Exercise -> The answer should be one number: the count of lines in the listing below with "UnsupportedType" in them.
'''
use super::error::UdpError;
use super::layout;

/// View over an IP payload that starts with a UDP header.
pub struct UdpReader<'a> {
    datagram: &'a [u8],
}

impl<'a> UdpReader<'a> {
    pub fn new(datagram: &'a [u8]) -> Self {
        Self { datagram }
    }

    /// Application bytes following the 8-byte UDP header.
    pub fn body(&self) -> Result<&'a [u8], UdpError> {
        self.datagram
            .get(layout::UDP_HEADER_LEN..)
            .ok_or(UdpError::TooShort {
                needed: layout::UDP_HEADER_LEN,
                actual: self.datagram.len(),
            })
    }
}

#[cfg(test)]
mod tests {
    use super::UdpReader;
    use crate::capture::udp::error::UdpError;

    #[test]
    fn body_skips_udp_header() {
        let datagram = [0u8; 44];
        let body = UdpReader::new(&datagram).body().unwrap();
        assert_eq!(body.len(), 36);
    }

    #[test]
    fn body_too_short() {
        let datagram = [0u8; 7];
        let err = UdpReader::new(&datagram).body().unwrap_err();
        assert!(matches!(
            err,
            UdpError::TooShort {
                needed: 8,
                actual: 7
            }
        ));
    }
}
'''
'''
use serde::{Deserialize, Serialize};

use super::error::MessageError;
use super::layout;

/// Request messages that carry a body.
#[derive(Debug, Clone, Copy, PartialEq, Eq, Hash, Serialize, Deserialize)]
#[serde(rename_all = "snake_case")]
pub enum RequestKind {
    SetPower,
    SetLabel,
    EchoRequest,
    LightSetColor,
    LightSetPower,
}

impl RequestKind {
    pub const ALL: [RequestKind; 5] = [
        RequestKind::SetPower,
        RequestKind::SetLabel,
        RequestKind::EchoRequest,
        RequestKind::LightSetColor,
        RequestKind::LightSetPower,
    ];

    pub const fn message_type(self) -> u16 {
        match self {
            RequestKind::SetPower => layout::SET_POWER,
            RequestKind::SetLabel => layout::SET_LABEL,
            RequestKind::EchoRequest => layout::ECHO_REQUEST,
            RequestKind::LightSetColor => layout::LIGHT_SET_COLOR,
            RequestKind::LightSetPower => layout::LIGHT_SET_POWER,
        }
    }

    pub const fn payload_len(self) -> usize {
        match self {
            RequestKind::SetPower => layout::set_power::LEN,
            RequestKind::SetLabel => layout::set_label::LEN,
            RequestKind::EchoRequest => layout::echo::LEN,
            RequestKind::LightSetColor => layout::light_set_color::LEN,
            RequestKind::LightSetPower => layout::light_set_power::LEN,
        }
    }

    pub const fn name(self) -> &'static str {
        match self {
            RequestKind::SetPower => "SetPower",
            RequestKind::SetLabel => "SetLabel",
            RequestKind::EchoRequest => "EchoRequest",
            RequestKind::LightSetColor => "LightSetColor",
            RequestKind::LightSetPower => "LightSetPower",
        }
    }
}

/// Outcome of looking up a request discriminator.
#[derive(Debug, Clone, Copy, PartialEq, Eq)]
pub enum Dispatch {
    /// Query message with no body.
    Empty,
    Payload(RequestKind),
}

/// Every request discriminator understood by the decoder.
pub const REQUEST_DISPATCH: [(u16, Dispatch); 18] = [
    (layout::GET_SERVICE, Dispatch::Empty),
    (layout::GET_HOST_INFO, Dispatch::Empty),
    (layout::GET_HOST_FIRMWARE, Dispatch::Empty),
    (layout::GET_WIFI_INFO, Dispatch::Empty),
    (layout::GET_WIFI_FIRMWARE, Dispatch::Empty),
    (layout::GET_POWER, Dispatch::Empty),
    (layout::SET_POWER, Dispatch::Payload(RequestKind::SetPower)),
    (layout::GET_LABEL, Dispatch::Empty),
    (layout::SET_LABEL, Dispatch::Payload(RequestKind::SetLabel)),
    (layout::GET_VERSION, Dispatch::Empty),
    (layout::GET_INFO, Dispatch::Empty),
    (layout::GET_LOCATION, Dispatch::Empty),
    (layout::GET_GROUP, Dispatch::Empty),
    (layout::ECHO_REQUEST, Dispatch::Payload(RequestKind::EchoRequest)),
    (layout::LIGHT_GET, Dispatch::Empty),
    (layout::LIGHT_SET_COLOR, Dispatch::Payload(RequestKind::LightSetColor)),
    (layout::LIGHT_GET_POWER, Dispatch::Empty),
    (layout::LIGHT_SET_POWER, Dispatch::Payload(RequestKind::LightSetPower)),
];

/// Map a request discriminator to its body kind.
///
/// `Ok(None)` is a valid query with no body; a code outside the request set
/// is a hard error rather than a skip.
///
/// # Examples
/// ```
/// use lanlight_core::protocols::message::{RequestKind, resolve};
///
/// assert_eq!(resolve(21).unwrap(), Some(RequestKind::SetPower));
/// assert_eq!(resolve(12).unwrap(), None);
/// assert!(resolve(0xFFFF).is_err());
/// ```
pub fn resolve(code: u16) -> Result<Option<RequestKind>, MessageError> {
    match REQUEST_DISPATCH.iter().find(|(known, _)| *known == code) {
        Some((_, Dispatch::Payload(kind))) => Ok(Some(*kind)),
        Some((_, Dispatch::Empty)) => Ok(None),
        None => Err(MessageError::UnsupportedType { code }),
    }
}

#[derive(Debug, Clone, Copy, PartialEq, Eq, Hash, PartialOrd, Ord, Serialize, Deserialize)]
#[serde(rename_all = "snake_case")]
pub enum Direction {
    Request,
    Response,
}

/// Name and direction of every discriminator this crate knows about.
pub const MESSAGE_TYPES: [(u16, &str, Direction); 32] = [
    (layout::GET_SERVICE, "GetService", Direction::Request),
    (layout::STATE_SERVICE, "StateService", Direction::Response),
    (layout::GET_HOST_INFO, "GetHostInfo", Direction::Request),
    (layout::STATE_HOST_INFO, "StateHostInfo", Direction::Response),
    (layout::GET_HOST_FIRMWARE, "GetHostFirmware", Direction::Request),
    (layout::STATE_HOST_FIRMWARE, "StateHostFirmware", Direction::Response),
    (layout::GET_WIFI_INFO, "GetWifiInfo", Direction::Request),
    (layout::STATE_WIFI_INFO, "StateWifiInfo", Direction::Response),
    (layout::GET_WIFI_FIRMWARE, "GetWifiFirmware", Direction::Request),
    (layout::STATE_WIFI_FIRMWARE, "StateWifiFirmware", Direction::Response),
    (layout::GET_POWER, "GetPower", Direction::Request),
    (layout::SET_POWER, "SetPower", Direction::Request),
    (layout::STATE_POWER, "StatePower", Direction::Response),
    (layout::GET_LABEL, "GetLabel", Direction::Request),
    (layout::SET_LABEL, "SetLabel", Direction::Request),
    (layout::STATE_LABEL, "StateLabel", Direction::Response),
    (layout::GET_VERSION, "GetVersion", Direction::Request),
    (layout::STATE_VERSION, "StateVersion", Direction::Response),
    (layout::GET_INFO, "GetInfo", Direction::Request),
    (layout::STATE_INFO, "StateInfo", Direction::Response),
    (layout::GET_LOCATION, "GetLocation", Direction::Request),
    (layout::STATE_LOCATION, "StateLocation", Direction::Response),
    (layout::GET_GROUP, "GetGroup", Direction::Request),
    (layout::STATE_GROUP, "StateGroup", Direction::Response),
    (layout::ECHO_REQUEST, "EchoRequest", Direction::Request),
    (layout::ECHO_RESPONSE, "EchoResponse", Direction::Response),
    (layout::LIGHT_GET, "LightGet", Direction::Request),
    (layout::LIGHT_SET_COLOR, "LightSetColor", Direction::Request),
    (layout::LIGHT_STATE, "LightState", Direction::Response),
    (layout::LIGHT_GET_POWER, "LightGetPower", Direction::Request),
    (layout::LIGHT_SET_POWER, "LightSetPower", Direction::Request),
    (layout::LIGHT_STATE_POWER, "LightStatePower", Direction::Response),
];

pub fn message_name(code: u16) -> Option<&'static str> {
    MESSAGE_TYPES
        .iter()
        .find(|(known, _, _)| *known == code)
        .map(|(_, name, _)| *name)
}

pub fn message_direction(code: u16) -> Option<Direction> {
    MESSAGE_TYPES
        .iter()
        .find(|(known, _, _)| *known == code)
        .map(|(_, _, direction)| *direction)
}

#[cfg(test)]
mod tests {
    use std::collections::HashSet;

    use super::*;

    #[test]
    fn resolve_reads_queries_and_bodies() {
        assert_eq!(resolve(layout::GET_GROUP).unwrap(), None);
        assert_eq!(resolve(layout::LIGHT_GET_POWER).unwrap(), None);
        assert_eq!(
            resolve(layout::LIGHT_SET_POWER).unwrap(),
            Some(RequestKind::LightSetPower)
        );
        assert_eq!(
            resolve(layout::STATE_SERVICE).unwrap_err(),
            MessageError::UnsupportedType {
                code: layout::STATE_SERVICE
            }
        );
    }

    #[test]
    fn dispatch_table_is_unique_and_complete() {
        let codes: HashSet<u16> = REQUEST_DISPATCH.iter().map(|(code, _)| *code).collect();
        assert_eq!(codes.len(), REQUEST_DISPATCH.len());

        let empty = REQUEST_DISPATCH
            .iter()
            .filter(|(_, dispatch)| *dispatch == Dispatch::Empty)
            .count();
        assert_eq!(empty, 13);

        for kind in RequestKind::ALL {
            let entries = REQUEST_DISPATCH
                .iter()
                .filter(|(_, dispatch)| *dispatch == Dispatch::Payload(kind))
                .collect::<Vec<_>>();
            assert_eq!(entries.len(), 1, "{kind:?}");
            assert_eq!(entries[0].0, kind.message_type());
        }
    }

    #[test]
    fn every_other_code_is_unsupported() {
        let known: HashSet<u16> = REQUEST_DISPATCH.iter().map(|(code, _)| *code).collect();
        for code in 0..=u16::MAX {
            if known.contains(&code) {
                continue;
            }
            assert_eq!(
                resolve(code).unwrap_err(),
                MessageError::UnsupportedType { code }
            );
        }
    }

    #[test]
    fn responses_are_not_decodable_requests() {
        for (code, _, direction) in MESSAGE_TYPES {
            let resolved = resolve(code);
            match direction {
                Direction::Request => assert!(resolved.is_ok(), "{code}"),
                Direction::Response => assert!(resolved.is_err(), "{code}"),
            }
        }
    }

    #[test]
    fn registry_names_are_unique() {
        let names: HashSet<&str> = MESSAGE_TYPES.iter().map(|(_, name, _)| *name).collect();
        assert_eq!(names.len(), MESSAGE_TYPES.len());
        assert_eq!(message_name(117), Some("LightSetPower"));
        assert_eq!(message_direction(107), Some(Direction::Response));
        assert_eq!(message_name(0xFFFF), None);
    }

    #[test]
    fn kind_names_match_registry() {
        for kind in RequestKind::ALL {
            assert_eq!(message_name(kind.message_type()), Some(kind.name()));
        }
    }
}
'''
Task result -> 3